I'll warn you right now that once I started researching this, my whole blog got twisty and turny and wordy. So, if you hate history, just go ahead and stop reading now!
Between 1789 and 1791, due to his success in the fur trade, Astor started putting his profits into Manhattan real estate. His strategy was to buy land very cheaply beyond the developed area of the city and then wait for the city's rapid growth to reach his lots. In 1803, for instance, he paid $25,000 for 70 acres located more than an hour's ride north of what was then the city's limit. By the 1870s the land was worth $20M to the Astor family, and today the area is known as Times Square!
By 1800, he had amassed almost a quarter of a million dollars and had become one of the leading figures in the fur trade. A quarter million, in 1800? Dang. Anyway, Astor was trading furs, teas, and sandalwood with Canton in China but his fur trading ventures were disrupted when the British captured his trading posts during the War of 1812. So, in 1816, he joined the opium smuggling trade!
His American Fur Company purchased ten tons of Turkish opium, then shipped the contraband to Canton on the Macedonian. (Finally, a tie in to Turkey, right?!) Mind you, the Turks and Indians had been shipping opium to China for centuries, and Astor eventually left the China opium trade and sold solely to England. With the fortune he fast-tracked from dealing in opium, he started to more heavily invest in land in New York City and ended up becoming America's first multi-millionaire.
Interesting side story: Astor's great-granddaughter, Helen Schermerhorn Astor married James "Rosy" Roosevelt, the half-brother of President Franklin Delano Roosevelt. Incidentally, FDR's maternal grandfather, Warren Delano, Jr., also made his fortune in opium, working for the leading American opium trader--Russell and Company.
In 1823, Samuel Russell had established Russell and Co. for the purpose of acquiring opium in Turkey and smuggling it to China. Russell and Co. merged with Boston's Perkins syndicate and became the primary American opium smuggler. Many of the great American and European fortunes were built on the "China"(opium) trade--how do I not remember this from history class?
One of Russell and Co.'s Chiefs of Operations in Canton was Warren Delano, Jr., grandfather of Franklin Roosevelt. Other Russell partners included John Cleve Green (who financed Princeton), Abiel Low (who financed the construction of Columbia), Joseph Coolidge, and the Perkins, Sturgis, and Forbes families. Coolidge's son organized the United Fruit Company, and his grandson, Archibald C. Coolidge, was a co-founder of the Council on Foreign Relations.
As opium traders before, during, and after the Opium Wars, Russell and Co. were agents of merchant banks like Baring Brothers and N.M. Rothschild. Initially, the merchant banks funded the purchase of the opium, and Russell and Co. sailed to make the purchase and subsequently smuggled the drugs into China, making tremendous fees for their work as operatives in the drug trade. The company's biggest client, Baring Brothers, was agent for the U.S. government between 1843 and 1871, and actually sold the Louisiana Purchase to the U.S. Baring Brothers was later agent for the British government and had a close relationship with the British monarchy from 1891 to 1995.
After reading up on all this, how can anyone take America's "war on drugs" seriously? The drug money and drug trade date so far back, and involve so many politicians, foreign governments, and wealthy business people that I don't think it's remotely feasible to pretend we're even trying. Kind of sadly laughable, really.
Meanwhile, currently in Turkey, all of the opium harvest will be raised under a unique government-sponsored program that lets farmers grow the crop legally. The drugs are then processed for medical use and sold through a U.N. agency that regulates sales.
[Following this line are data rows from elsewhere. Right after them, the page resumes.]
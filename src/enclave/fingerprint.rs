// Keyward — Value fingerprints
//
// One-way, keyed hashes of credential values. Used for the audit log's
// before/after hashes and for the sync ledger. HMAC-SHA256 under the
// fingerprint subkey: stable across restarts, but a leaked audit log cannot
// be brute-forced without the master secret.

use std::fmt;

use hmac::{Hmac, Mac};
use serde::{Deserialize, Serialize};
use sha2::Sha256;

use super::EnclaveError;

type HmacSha256 = Hmac<Sha256>;

/// Hex characters kept from the MAC (128 bits).
const FINGERPRINT_HEX_LEN: usize = 32;

#[derive(Debug, Clone, PartialEq, Eq, Hash, Serialize, Deserialize)]
#[serde(transparent)]
pub struct Fingerprint(String);

impl Fingerprint {
    /// Wrap a fingerprint read back from storage.
    pub fn from_stored(hex: String) -> Self {
        Self(hex)
    }

    pub fn as_str(&self) -> &str {
        &self.0
    }
}

impl fmt::Display for Fingerprint {
    fn fmt(&self, f: &mut fmt::Formatter<'_>) -> fmt::Result {
        f.write_str(&self.0)
    }
}

#[derive(Clone)]
pub struct Fingerprinter {
    mac: HmacSha256,
}

impl Fingerprinter {
    pub fn new(key: &[u8]) -> Result<Self, EnclaveError> {
        let mac = HmacSha256::new_from_slice(key)
            .map_err(|e| EnclaveError::Derivation(format!("invalid fingerprint key: {}", e)))?;
        Ok(Self { mac })
    }

    pub fn fingerprint(&self, value: &str) -> Fingerprint {
        let mut mac = self.mac.clone();
        mac.update(value.as_bytes());
        let mut hex = hex::encode(mac.finalize().into_bytes());
        hex.truncate(FINGERPRINT_HEX_LEN);
        Fingerprint(hex)
    }
}

impl fmt::Debug for Fingerprinter {
    fn fmt(&self, f: &mut fmt::Formatter<'_>) -> fmt::Result {
        f.debug_struct("Fingerprinter").field("key", &"[REDACTED]").finish()
    }
}

// ─── Tests ───────────────────────────────────────────────────────────────────
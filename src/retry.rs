// Keyward — Retry with timeout and exponential backoff
//
// Every network call to a remote secret store or provider goes through
// `retry`. Each attempt runs under a timeout; a timeout counts as a
// retryable failure. Delays double from `base_delay` up to `max_delay`.

use std::fmt::Display;
use std::future::Future;
use std::time::Duration;

/// Errors that know whether another attempt could succeed.
pub trait Retryable: Sized {
    fn is_retryable(&self) -> bool;

    /// The error to report when an attempt exceeds the policy timeout.
    fn timed_out(after: Duration) -> Self;
}

#[derive(Debug, Clone, Copy, PartialEq, Eq)]
pub struct RetryPolicy {
    /// Total attempts, including the first one
    pub max_attempts: u32,
    /// Delay before the second attempt
    pub base_delay: Duration,
    /// Upper bound for any single delay
    pub max_delay: Duration,
    /// Per-attempt timeout
    pub timeout: Duration,
}

impl Default for RetryPolicy {
    fn default() -> Self {
        Self {
            max_attempts: 3,
            base_delay: Duration::from_millis(500),
            max_delay: Duration::from_secs(30),
            timeout: Duration::from_secs(30),
        }
    }
}

impl RetryPolicy {
    /// A policy that never retries. Useful when the caller owns retries.
    pub fn once(timeout: Duration) -> Self {
        Self {
            max_attempts: 1,
            base_delay: Duration::ZERO,
            max_delay: Duration::ZERO,
            timeout,
        }
    }

    /// Delay after the `failures`-th consecutive failure (1-based).
    pub fn delay_after(&self, failures: u32) -> Duration {
        let exp = failures.saturating_sub(1).min(31);
        self.base_delay
            .checked_mul(1u32 << exp)
            .unwrap_or(self.max_delay)
            .min(self.max_delay)
    }
}

/// Run `op` until it succeeds, fails with a non-retryable error, or the
/// attempt budget is spent. The last error is returned.
pub async fn retry<T, E, F, Fut>(policy: &RetryPolicy, operation: &str, mut op: F) -> Result<T, E>
where
    F: FnMut() -> Fut,
    Fut: Future<Output = Result<T, E>>,
    E: Retryable + Display,
{
    let max_attempts = policy.max_attempts.max(1);
    let mut attempt = 0;

    loop {
        attempt += 1;

        let result = match tokio::time::timeout(policy.timeout, op()).await {
            Ok(result) => result,
            Err(_) => Err(E::timed_out(policy.timeout)),
        };

        match result {
            Ok(value) => {
                if attempt > 1 {
                    tracing::info!(operation, attempt, "Succeeded after retry");
                }
                return Ok(value);
            }
            Err(e) if e.is_retryable() && attempt < max_attempts => {
                let delay = policy.delay_after(attempt);
                tracing::warn!(
                    operation,
                    attempt,
                    max_attempts,
                    delay_ms = delay.as_millis() as u64,
                    error = %e,
                    "Transient failure, retrying"
                );
                tokio::time::sleep(delay).await;
            }
            Err(e) => return Err(e),
        }
    }
}

// ─── Tests ───────────────────────────────────────────────────────────────────
// Keyward — Credential catalog
//
// Answers "what is this name?" for the store: classification, provider, tier
// and role, all derived from the loaded configuration.

use std::sync::Arc;

use crate::classifier::Decision;
use crate::config::Config;
use crate::store::{Annotate, Annotation, Classification, CredentialRole};

#[derive(Clone)]
pub struct Catalog {
    config: Arc<Config>,
}

impl Catalog {
    pub fn new(config: Arc<Config>) -> Self {
        Self { config }
    }

    pub fn decide(&self, name: &str) -> Decision {
        self.config.classifier.decide(name)
    }
}

impl Annotate for Catalog {
    fn annotate(&self, name: &str) -> Annotation {
        let classification = self.config.classifier.decide(name).classification;

        // Settings are never rotated, so they never get a provider.
        let provider = match classification {
            Classification::Secret => self.config.provider_for(name).map(|p| p.key.clone()),
            Classification::Setting => None,
        };

        let role = if self.config.is_bootstrap(name) {
            CredentialRole::Bootstrap
        } else {
            CredentialRole::Standard
        };

        Annotation {
            classification,
            provider,
            security_tier: self.config.policy.tier_for(name),
            role,
        }
    }
}
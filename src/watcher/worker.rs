// Keyward — Reconcile worker
//
// Single-flight: one loop owns every reconcile pass, so passes never
// overlap. Triggers that arrive mid-pass leave one pass pending.

use std::sync::Arc;

use tokio::sync::Mutex;

use crate::audit::{AuditAction, AuditLog, AuditRecord, SYSTEM_ACTOR};
use crate::catalog::Catalog;
use crate::store::{CredentialStore, ReloadSummary};
use crate::sync::{SyncEngine, SyncReport, SyncTarget};

use super::{ReconcileTrigger, WatchError};

#[derive(Debug, Clone)]
pub struct PassOutcome {
    pub reload: ReloadSummary,
    pub sync: SyncReport,
}

pub struct Reconciler {
    store: Arc<CredentialStore>,
    catalog: Arc<Catalog>,
    engine: Arc<SyncEngine>,
    targets: Vec<SyncTarget>,
    audit: Arc<dyn AuditLog>,
    pass: Mutex<()>,
}

impl Reconciler {
    pub fn new(
        store: Arc<CredentialStore>,
        catalog: Arc<Catalog>,
        engine: Arc<SyncEngine>,
        targets: Vec<SyncTarget>,
        audit: Arc<dyn AuditLog>,
    ) -> Self {
        Self {
            store,
            catalog,
            engine,
            targets,
            audit,
            pass: Mutex::new(()),
        }
    }

    /// Re-read the credential file, record classifications for names seen
    /// for the first time, then push whatever changed. Passes requested
    /// directly (the gateway, the CLI) queue behind the worker's.
    pub async fn run_once(&self) -> Result<PassOutcome, WatchError> {
        let _pass = self.pass.lock().await;
        let reload = self.store.reload().await?;

        // A name counts as seen only once its Classified record is written;
        // a failed append leaves it first-seen for the next pass.
        for name in &reload.first_seen {
            let decision = self.catalog.decide(name);
            self.audit.append(
                AuditRecord::new(AuditAction::Classified, name, SYSTEM_ACTOR)
                    .with_detail(format!("{} ({})", decision.classification, decision.reason)),
            )?;
            self.store.mark_recorded(name)?;
        }

        let sync = self.engine.reconcile(&self.store, &self.targets).await?;
        Ok(PassOutcome { reload, sync })
    }
}

/// Runs until the task is aborted.
pub async fn run_reconcile_worker(reconciler: Arc<Reconciler>, trigger: Arc<ReconcileTrigger>) {
    loop {
        trigger.wait().await;

        match reconciler.run_once().await {
            Ok(outcome) => tracing::info!(
                added = outcome.reload.added.len(),
                changed = outcome.reload.changed.len(),
                removed = outcome.reload.removed.len(),
                pushed = outcome.sync.pushed,
                failed = outcome.sync.failed.len(),
                "Reconcile pass finished"
            ),
            Err(e) => tracing::error!(error = %e, "Reconcile pass failed"),
        }
    }
}

// ─── Tests ───────────────────────────────────────────────────────────────────
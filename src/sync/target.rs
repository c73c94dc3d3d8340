// Keyward — Sync targets
//
// A destination plus the rules deciding which names it receives. Targets are
// resolved against store entries at sync time; nothing is statically
// assigned.

use std::fmt;

use serde::{Deserialize, Serialize};

use crate::config::ConfigError;
use crate::pattern::PatternList;

#[derive(Debug, Clone, Copy, PartialEq, Eq, Serialize, Deserialize)]
#[serde(rename_all = "lowercase")]
pub enum Visibility {
    Private,
    Internal,
    Public,
}

impl fmt::Display for Visibility {
    fn fmt(&self, f: &mut fmt::Formatter<'_>) -> fmt::Result {
        match self {
            Visibility::Private => write!(f, "private"),
            Visibility::Internal => write!(f, "internal"),
            Visibility::Public => write!(f, "public"),
        }
    }
}

#[derive(Debug, Clone)]
pub struct SyncTarget {
    pub destination_id: String,
    include: PatternList,
    exclude: PatternList,
    pub visibility: Visibility,
}

impl SyncTarget {
    pub fn new<S: AsRef<str>>(
        destination_id: impl Into<String>,
        include: &[S],
        exclude: &[S],
        visibility: Visibility,
    ) -> Result<Self, ConfigError> {
        Ok(Self {
            destination_id: destination_id.into(),
            include: PatternList::compile(include)?,
            exclude: PatternList::compile(exclude)?,
            visibility,
        })
    }

    pub fn is_private(&self) -> bool {
        self.visibility == Visibility::Private
    }

    /// Exclude wins over include. An empty include list admits every name
    /// that is not excluded.
    pub fn admits(&self, name: &str) -> bool {
        if self.exclude.matches(name) {
            return false;
        }
        self.include.is_empty() || self.include.matches(name)
    }

    pub fn include_patterns(&self) -> Vec<String> {
        self.include.sources()
    }

    pub fn exclude_patterns(&self) -> Vec<String> {
        self.exclude.sources()
    }
}

// ─── Tests ───────────────────────────────────────────────────────────────────
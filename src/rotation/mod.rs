// Keyward — Rotation Module
//
// Tiered rotation: policy evaluation, the job state machine, and the
// provider rotators that obtain and validate new values.

mod error;
mod job;
mod policy;
pub mod providers;
mod registry;
mod rotator;
mod scheduler;

pub use error::{RotationError, RotatorError};
pub use job::{JobState, RotationJob, RotationReason};
pub use policy::{PolicyVerdict, RotationPolicy, TierAssignment, TierPolicy};
pub use registry::{RotatorRegistry, SessionDrivers};
pub use rotator::{
    CredentialValidator, IssuedCredential, ProviderRotator, RevocationHandle, RevokeOutcome, RotationOutcome,
    RotationRequest,
};
pub use scheduler::{EvaluationSummary, Scheduler};
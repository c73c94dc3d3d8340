// Keyward — Credential file watcher
//
// Watches the directory holding the credential file rather than the file
// itself: editors and `envfile::update_value` replace the file by rename,
// which a watch on the old inode would miss.

use std::ffi::OsString;
use std::path::Path;

use notify::{Event, EventKind, RecommendedWatcher, RecursiveMode, Watcher};
use tokio::sync::mpsc;

use super::WatchError;

/// Keeps the OS watch alive for as long as it is held.
pub struct FileWatcher {
    _watcher: RecommendedWatcher,
}

impl FileWatcher {
    /// Send `()` on `events` for every write, create, rename or removal of
    /// `path`. Events are dropped when the channel is full; the debounce
    /// downstream only needs to know that something happened.
    pub fn spawn(path: &Path, events: mpsc::Sender<()>) -> Result<Self, WatchError> {
        let parent = path
            .parent()
            .filter(|p| !p.as_os_str().is_empty())
            .unwrap_or_else(|| Path::new("."))
            .to_path_buf();
        let file_name: OsString = path
            .file_name()
            .ok_or_else(|| WatchError::NoParent(path.display().to_string()))?
            .to_os_string();

        let mut watcher = notify::recommended_watcher(move |res: notify::Result<Event>| match res {
            Ok(event) if is_relevant(&event, &file_name) => {
                let _ = events.try_send(());
            }
            Ok(_) => {}
            Err(e) => tracing::warn!(error = %e, "File watch error"),
        })?;
        watcher.watch(&parent, RecursiveMode::NonRecursive)?;

        tracing::info!(path = %path.display(), "Watching credential file");
        Ok(Self { _watcher: watcher })
    }
}

fn is_relevant(event: &Event, file_name: &OsString) -> bool {
    if matches!(event.kind, EventKind::Access(_)) {
        return false;
    }
    event
        .paths
        .iter()
        .any(|p| p.file_name().map(|n| n == file_name.as_os_str()).unwrap_or(false))
}

// ─── Tests ───────────────────────────────────────────────────────────────────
The success of the program here has some wondering if the lessons could be applied in other countries, like Afghanistan, where illegal drug production has exploded over the past several years.
OK, boys and girls, that's the little history lesson for today. There was so much to write about the ridiculousness of the United Fruit Company alone, that I didn't know where to start--or stop! These are the kinds of frustrating issues of greed and debauchery that make my skin crawl. xx
I found this very, very interesting. Thanks for the history lesson that I feel certainly still has a huge inpact on today.